The Empirical Missing Links in the Draft Common Frame of Reference
The model rules in the Draft Common Frame of Reference (DCFR), as any other body of legal rules, in force or simply proposed, naturally have the intention of affecting, in the desired direction, the behavior of the relevant parties subject to them. Thus, it seems, at least prima facie, wise to consider the tools in our possession in order to get some estimate of how the latter would likely respond to the rules. In recent years, social scientists in several disciplines (economics and psychology primarily) have studied human interaction in contracting and similar environments. They have studied such types of behavior both in laboratory settings, but also in real-world markets using rigorous empirical techniques.

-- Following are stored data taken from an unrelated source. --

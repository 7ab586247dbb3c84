// Vocational orientation conversation.
// Implements: question script, career catalog, conversation memory, fallback matcher, driver.
// All LLM calls go through llm_client — no direct HTTP calls here.

pub mod catalog;
pub mod driver;
pub mod fallback;
pub mod memory;
pub mod prompts;
pub mod questions;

In this respect, the model rules in the DCFR look somewhat lacking in terms of the interest in the existing empirical knowledge of its subject matter. The main empirical source of information for the DCFR seems to be comparative legal analyses of EU Law and the Laws of European countries. This is indeed useful, but in order to understand the potential effects that the legal rules may have on the behavior of contracting parties, and, eventually, on the markets that link them, one should not disregard the amount of empirical knowledge that has been accumulated in recent years on how real people interact in a variety of contractual settings.
This importance of empirical knowledge for informed policy-making and for the design of legal rules does not imply that there is an Iron Law of empirical regularity, or that our current level of empirical understanding is perfect and final. It is undeniable that there is still much to learn empirically about contracting behavior. But if we take seriously –as I strongly believe we should- the impact of Contract Law on social welfare, empirical studies of contracting behavior, both in consumer markets and in firm-to-firm interaction, should carry some weight to assess legal solutions in Contract Law, and to craft them in an informed way.